Search this blog

Thursday, 5 February 2015

Waterloo at Windsor 1815-2015 exhibition

Windsor Castle
Windsor Castle
The Waterloo at Windsor 1815-2015 exhibition celebrates the 200th anniversary of the Battle of Waterloo which took place on 18 June 1815. This battle marked the defeat of Napoleon and ushered in an era of peace between Britain and France.

The main part of the exhibition is in the Drawings Gallery with other items spread throughout the State Apartments. There is a souvenir map and guide to the exhibition which is included free with the Windsor Castle guidebook or it can be bought separately for £2. The exhibition runs until 6 January 2016.

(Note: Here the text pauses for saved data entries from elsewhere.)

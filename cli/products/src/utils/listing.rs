use std::fmt::Display;
use std::io::Write;

use product_catalog::{Product, ProductId};

/// One rendered line of the product list.
#[derive(Debug, Clone, PartialEq)]
pub struct ListEntry {
    /// `{name} - ${price}`
    pub label: String,
    /// Id the entry's delete action is bound to.
    ///
    /// `None` if the server did not send an id for the record.
    pub delete_id: Option<ProductId>,
}

impl From<&Product> for ListEntry {
    fn from(product: &Product) -> Self {
        ListEntry {
            label: format!("{} - ${}", product.name, format_price(product.price)),
            delete_id: product.id.clone(),
        }
    }
}

impl Display for ListEntry {
    fn fmt(&self, f: &mut std::fmt::Formatter<'_>) -> std::fmt::Result {
        match &self.delete_id {
            Some(id) => write!(f, "{}  (id: {id})", self.label),
            None => write!(f, "{}", self.label),
        }
    }
}

/// Shortest representation that round trips, `9.99`, `12.5`, `10`.
fn format_price(price: Option<f64>) -> String {
    match price {
        Some(price) => price.to_string(),
        None => "?".to_string(),
    }
}

/// The product list as last received from the server.
///
/// Nothing is ever patched in place,
/// every successful fetch replaces the whole listing.
#[derive(Debug, Clone, Default)]
pub struct ProductListing {
    products: Vec<Product>,
    entries: Vec<ListEntry>,
}

impl ProductListing {
    /// Clear the listing, then add one entry per product.
    pub fn replace(&mut self, products: Vec<Product>) {
        self.entries.clear();
        self.entries.extend(products.iter().map(ListEntry::from));
        self.products = products;
    }

    pub fn entries(&self) -> &[ListEntry] {
        &self.entries
    }

    /// Entries that carry a delete action.
    pub fn deletable(&self) -> impl Iterator<Item = &ListEntry> {
        self.entries.iter().filter(|entry| entry.delete_id.is_some())
    }

    pub fn is_empty(&self) -> bool {
        self.entries.is_empty()
    }

    /// Write one line per entry.
    pub fn render(&self, mut out: impl Write) -> std::io::Result<()> {
        for entry in &self.entries {
            writeln!(out, "{entry}")?;
        }
        Ok(())
    }

    /// Write the received records as a JSON array.
    pub fn render_json(&self, mut out: impl Write) -> std::io::Result<()> {
        serde_json::to_writer_pretty(&mut out, &self.products)?;
        writeln!(out)
    }
}
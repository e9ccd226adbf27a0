use anyhow::Result;
use bpaf::Bpaf;
use product_catalog::{CatalogClient, ProductId};
use tracing::instrument;

use crate::session::CatalogSession;
use crate::utils::message;

// Delete a product by id
#[derive(Bpaf, Clone, Debug)]
pub struct Delete {
    /// Id of the product to delete, as shown by 'products list'
    #[bpaf(positional("ID"))]
    pub id: String,
}

impl Delete {
    #[instrument(name = "delete", skip_all)]
    pub async fn handle(self, client: CatalogClient) -> Result<()> {
        let mut session = CatalogSession::new(client);
        session.delete_product(&ProductId::new(self.id)).await?;

        if session.listing().is_empty() {
            message::plain("The catalog is now empty.");
        } else {
            session.listing().render(std::io::stdout().lock())?;
        }
        Ok(())
    }
}
//! Catalog flows shared by the sub-commands and the interactive mode.
//!
//! Every flow issues a single request and, once a mutation went through,
//! reloads the whole product list from the server.
//! Failures are logged, shown to the user with a generic message and
//! returned as [Reported].

use product_catalog::{ClientTrait, NewProduct, ProductForm, ProductId, ProductUpdate};
use tracing::{error, instrument};

use crate::utils::errors::{Reported, display_chain};
use crate::utils::listing::ProductListing;
use crate::utils::message;

pub const LIST_FAILED: &str = "Error fetching products.";
pub const CREATE_FAILED: &str = "Error adding product.";
pub const DELETE_FAILED: &str = "Error deleting product.";
pub const UPDATE_FAILED: &str = "Error updating product.";

/// A catalog client together with the listing it last rendered.
///
/// The listing is only ever replaced with a fresh copy from the server,
/// it is never used to answer a request.
#[derive(Debug)]
pub struct CatalogSession<C> {
    client: C,
    listing: ProductListing,
}

impl<C: ClientTrait> CatalogSession<C> {
    pub fn new(client: C) -> Self {
        Self {
            client,
            listing: ProductListing::default(),
        }
    }

    pub fn listing(&self) -> &ProductListing {
        &self.listing
    }

    /// Fetch all products and replace the listing.
    ///
    /// The previous listing stays in place if the fetch fails.
    #[instrument(skip_all)]
    pub async fn refresh(&mut self) -> Result<(), Reported> {
        match self.client.list_products().await {
            Ok(products) => {
                self.listing.replace(products);
                Ok(())
            },
            Err(err) => {
                error!(error = %display_chain(&err), "Error fetching products");
                message::error(LIST_FAILED);
                Err(Reported(LIST_FAILED))
            },
        }
    }

    /// Submit the product form, then reload the list.
    #[instrument(skip_all)]
    pub async fn create_product(&mut self, form: ProductForm) -> Result<(), Reported> {
        let product = NewProduct::from(form);
        tracing::info!(?product, "sending product data");

        if let Err(err) = self.client.create_product(&product).await {
            error!(error = %display_chain(&err), "Error adding product");
            message::error(CREATE_FAILED);
            return Err(Reported(CREATE_FAILED));
        }

        message::created("Product added successfully!");
        self.refresh().await
    }

    /// Delete the product with `id`, then reload the list.
    #[instrument(skip_all, fields(id = %id))]
    pub async fn delete_product(&mut self, id: &ProductId) -> Result<(), Reported> {
        tracing::info!("deleting product");

        if let Err(err) = self.client.delete_product(id).await {
            error!(error = %display_chain(&err), "Error deleting product");
            message::error(DELETE_FAILED);
            return Err(Reported(DELETE_FAILED));
        }

        message::deleted("Product deleted!");
        self.refresh().await
    }

    /// Change some fields of the product with `id`, then reload the list.
    #[instrument(skip_all, fields(id = %id))]
    pub async fn update_product(
        &mut self,
        id: &ProductId,
        update: &ProductUpdate,
    ) -> Result<(), Reported> {
        tracing::info!(?update, "updating product");

        if let Err(err) = self.client.update_product(id, update).await {
            error!(error = %display_chain(&err), "Error updating product");
            message::error(UPDATE_FAILED);
            return Err(Reported(UPDATE_FAILED));
        }

        message::updated("Product updated!");
        self.refresh().await
    }
}
impl From<ProductUpdateForm> for ProductUpdate {
    fn from(form: ProductUpdateForm) -> Self {
        ProductUpdate {
            name: form.name,
            price: form.price.as_deref().map(parse_float),
            description: form.description,
            category: form.category,
            stock: form.stock.as_deref().map(parse_int),
        }
    }
}

// ---------------------------------------------------------------------------
// Lenient number coercion
// ---------------------------------------------------------------------------

/// Coerce form text to a float the way `parseFloat` does.
///
/// Leading whitespace is skipped and the longest numeric prefix is used,
/// so `"12.5abc"` is `12.5` and `".5"` is `0.5`.
/// Returns `None` where `parseFloat` yields `NaN` or an infinity,
/// since neither survives JSON encoding.
pub fn parse_float(text: &str) -> Option<f64> {
    let text = text.trim_start();
    let bytes = text.as_bytes();
    let mut pos = 0;

    let negative = match bytes.first() {
        Some(b'-') => {
            pos += 1;
            true
        },
        Some(b'+') => {
            pos += 1;
            false
        },
        _ => false,
    };

    if text[pos..].starts_with("Infinity") {
        return None;
    }

    let int_start = pos;
    pos += count_digits(&bytes[pos..], 10);
    let int_digits = &text[int_start..pos];

    let mut frac_digits = "";
    if bytes.get(pos) == Some(&b'.') {
        let frac_start = pos + 1;
        let frac_len = count_digits(&bytes[frac_start..], 10);
        frac_digits = &text[frac_start..frac_start + frac_len];
        pos = frac_start + frac_len;
    }

    if int_digits.is_empty() && frac_digits.is_empty() {
        return None;
    }

    let mut exponent = "";
    if matches!(bytes.get(pos), Some(b'e' | b'E')) {
        let mut exp_pos = pos + 1;
        if matches!(bytes.get(exp_pos), Some(b'+' | b'-')) {
            exp_pos += 1;
        }
        let exp_len = count_digits(&bytes[exp_pos..], 10);
        if exp_len > 0 {
            exponent = &text[pos..exp_pos + exp_len];
        }
    }

    let normalized = format!(
        "{sign}{int}.{frac}{exponent}",
        sign = if negative { "-" } else { "" },
        int = if int_digits.is_empty() { "0" } else { int_digits },
        frac = if frac_digits.is_empty() { "0" } else { frac_digits },
    );

    normalized.parse::<f64>().ok().filter(|value| value.is_finite())
}
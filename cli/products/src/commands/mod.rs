mod add;
mod delete;
mod interactive;
mod list;
mod update;

use std::fmt;

use anyhow::Result;
use bpaf::{Bpaf, ParseFailure};
use indoc::indoc;
use tracing::debug;

use crate::config::Config;
use crate::utils::dialog::Dialog;
use crate::utils::init::init_catalog_client;
use crate::utils::message;

static PRODUCTS_DESCRIPTION: &'_ str = indoc! {"
    Manage the products of a catalog API.\n\n

    Products are listed, added, updated and deleted through the API's product collection.
    After every change the full list is fetched again and shown."
};

fn vec_len<T>(x: Vec<T>) -> usize {
    Vec::len(&x)
}

#[derive(Bpaf, Clone, Copy, Debug)]
pub enum Verbosity {
    Verbose(
        /// Increase logging verbosity
        ///
        /// Invoke multiple times for increasing detail.
        #[bpaf(short('v'), long("verbose"), req_flag(()), many, map(vec_len))]
        usize,
    ),

    /// Silence logs except for errors
    #[bpaf(short, long)]
    Quiet,
}

impl Default for Verbosity {
    fn default() -> Self {
        Verbosity::Verbose(0)
    }
}

#[derive(Bpaf)]
#[bpaf(
    options,
    descr(PRODUCTS_DESCRIPTION),
    footer("Configuration is read from 'products.toml' and 'PRODUCTS_*' variables.")
)]
pub struct ProductsCli(#[bpaf(external(products_args))] pub ProductsArgs);

/// Main products args parser
///
/// To parse the whole CLI, use [`ProductsCli`] instead using [`products_cli()`].
#[derive(Debug, Bpaf)]
#[bpaf(ignore_rustdoc)] // we don't want this struct to be interpreted as a group
pub struct ProductsArgs {
    /// Verbose mode
    ///
    /// Invoke multiple times for increasing detail.
    #[bpaf(external, fallback(Default::default()))]
    pub verbosity: Verbosity,

    /// Base URL of the product API, overrides the configured 'catalog_url'
    #[bpaf(long, argument("URL"))]
    pub catalog_url: Option<String>,

    #[bpaf(external(commands), optional)]
    command: Option<Commands>,
}

impl fmt::Debug for Commands {
    fn fmt(&self, f: &mut fmt::Formatter<'_>) -> fmt::Result {
        write!(f, "Command")
    }
}

impl ProductsArgs {
    /// Build the catalog client and run the selected command
    ///
    /// Without a command, the interactive mode is started on a terminal,
    /// otherwise the product list is printed.
    pub async fn handle(self, config: Config) -> Result<()> {
        let config = config.with_catalog_url(self.catalog_url);
        debug!(catalog_url = %config.catalog_url, "using catalog");

        let command = match self.command {
            Some(command) => command,
            None if Dialog::can_prompt() => Commands::Interactive(interactive::Interactive {}),
            None => Commands::List(list::List { json: false }),
        };

        match command {
            Commands::Help(args) => args.handle(),
            Commands::List(args) => args.handle(init_catalog_client(&config)?).await?,
            Commands::Add(args) => args.handle(init_catalog_client(&config)?).await?,
            Commands::Delete(args) => args.handle(init_catalog_client(&config)?).await?,
            Commands::Update(args) => args.handle(init_catalog_client(&config)?).await?,
            Commands::Interactive(args) => args.handle(init_catalog_client(&config)?).await?,
        }
        Ok(())
    }
}

#[derive(Bpaf, Clone)]
enum Commands {
    /// Prints help information
    #[bpaf(command, hide)]
    Help(#[bpaf(external(help))] Help),

    /// List all products
    #[bpaf(command, long("ls"))]
    List(#[bpaf(external(list::list))] list::List),

    /// Add a product
    #[bpaf(command, long("create"))]
    Add(#[bpaf(external(add::add))] add::Add),

    /// Delete a product by id
    #[bpaf(command, long("remove"))]
    Delete(#[bpaf(external(delete::delete))] delete::Delete),

    /// Change fields of a product
    #[bpaf(command)]
    Update(#[bpaf(external(update::update))] update::Update),

    /// Browse and edit the product list interactively
    #[bpaf(command)]
    Interactive(#[bpaf(external(interactive::interactive))] interactive::Interactive),
}

#[derive(Debug, Bpaf, Clone)]
struct Help {
    /// Command to show help for
    #[bpaf(positional("cmd"))]
    cmd: Option<String>,
}

/// Force `--help` output for `products` with a given command
pub fn display_help(cmd: Option<String>) {
    let mut args = Vec::from_iter(cmd.as_deref());
    args.push("--help");

    match products_cli().run_inner(&*args) {
        Ok(_) => message::error("expected help output"),
        Err(ParseFailure::Completion(comp)) => print!("{comp:80}"),
        Err(ParseFailure::Stdout(doc, _)) => message::plain(format!("{doc:80}")),
        Err(ParseFailure::Stderr(err)) => message::error(err),
    }
}

impl Help {
    fn handle(self) {
        display_help(self.cmd);
    }
}
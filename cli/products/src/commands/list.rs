use std::io::stdout;

use anyhow::{Context, Result};
use bpaf::Bpaf;
use product_catalog::CatalogClient;
use tracing::instrument;

use crate::session::CatalogSession;
use crate::utils::message;

// List all products in the catalog
#[derive(Bpaf, Clone, Debug)]
pub struct List {
    /// Print the records as received from the server, as JSON
    #[bpaf(long)]
    pub json: bool,
}

impl List {
    #[instrument(name = "list", skip_all)]
    pub async fn handle(self, client: CatalogClient) -> Result<()> {
        let mut session = CatalogSession::new(client);
        session.refresh().await?;

        let listing = session.listing();
        if self.json {
            listing
                .render_json(stdout().lock())
                .context("could not write product list")?;
            return Ok(());
        }

        if listing.is_empty() {
            message::warning("No products in the catalog.");
            return Ok(());
        }

        listing
            .render(stdout().lock())
            .context("could not write product list")?;
        Ok(())
    }
}
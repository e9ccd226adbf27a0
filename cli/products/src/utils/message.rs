use std::fmt::Display;

/// Write a message to stderr.
///
/// Every notification shown to the user goes through here.
/// This is a wrapper around `eprintln!` that can be further extended
/// to include word wrapping, ANSI filtering etc.
fn print_message(v: impl Display) {
    #[cfg(test)]
    {
        let history = crate::utils::message::history::History::global();
        history.push_message(format!("{v}"));
    }

    eprintln!("{v}");
}

/// alias for [print_message]
pub(crate) fn plain(v: impl Display) {
    print_message(v);
}
pub(crate) fn error(v: impl Display) {
    print_message(std::format_args!("❌ ERROR: {v}"));
}
pub(crate) fn created(v: impl Display) {
    print_message(std::format_args!("✨ {v}"));
}
/// double width character, add an additional space for alignment
pub(crate) fn deleted(v: impl Display) {
    print_message(std::format_args!("🗑️  {v}"));
}
pub(crate) fn updated(v: impl Display) {
    print_message(std::format_args!("✅ {v}"));
}
/// double width character, add an additional space for alignment
pub(crate) fn warning(v: impl Display) {
    print_message(std::format_args!("⚠️  {v}"));
}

Read about the history of Windsor Castle in my Regency History guide.

Napoleon Bonaparte, after Nanine Vallain (1802)  Royal Collection Trust   © Her Majesty Queen Elizabeth II 2014
Napoleon Bonaparte, after Nanine Vallain (1802)
Royal Collection Trust
© Her Majesty Queen Elizabeth II 2014
The Drawings Gallery

The Drawings Gallery is at the top of the stairs leading to the State Apartments. Don’t miss it! First time round, we walked straight past it into the State Apartments on the right and had to go back to find out where it was.

Entrance to State Apartments,  Windsor Castle
Entrance to State Apartments,
Windsor Castle
The Drawings Gallery contains a display of pictures and prints about Waterloo from the Royal Collection, most of which were collected by George IV who was fanatical about the Battle of Waterloo. These include contemporary satirical prints and drawings of the battlefield as well as pictures of the military leaders from both sides.

Distant View of La Belle Alliance, Field of Waterloo (1815)  by Denis Dighton  Royal Collection Trust © Her Majesty Queen Elizabeth II 2014
Distant View of La Belle Alliance, Field of Waterloo (1815)
by Denis Dighton
Royal Collection Trust © Her Majesty Queen Elizabeth II 2014
Napoleon's letter of surrender sent to   George, Prince Regent, 13 July 1815  Royal Archives  © Her Majesty Queen Elizabeth II 2014
Napoleon's letter of surrender sent to
George, Prince Regent, 13 July 1815
Royal Archives © Her Majesty Queen Elizabeth II 2014
Napoleon Bonaparte,   published by Rudolph Ackermann (1816)  Royal Collection Trust   © Her Majesty Queen Elizabeth II 2014
Napoleon Bonaparte,
published by Rudolph Ackermann (1816)
Royal Collection Trust
© Her Majesty Queen Elizabeth II 2014
Napoleon’s carriage on display at Bullock’s Museum – a print

I was especially interested in a Rowlandson print of Bullock’s Museum from 1816. After the Battle of Waterloo, Napoleon’s carriage was captured by the allied army. The British government sold the carriage to William Bullock who put it on display in his museum in London in 1816. The print depicts a huge crowd of people climbing all over Napoleon’s carriage which proved to be a very popular exhibit. What I cannot figure out is why he was allowed to buy the carriage in the first place. Given George IV’s obsession with Waterloo, I thought he would have bought it for his collection. I guess that he could not afford it!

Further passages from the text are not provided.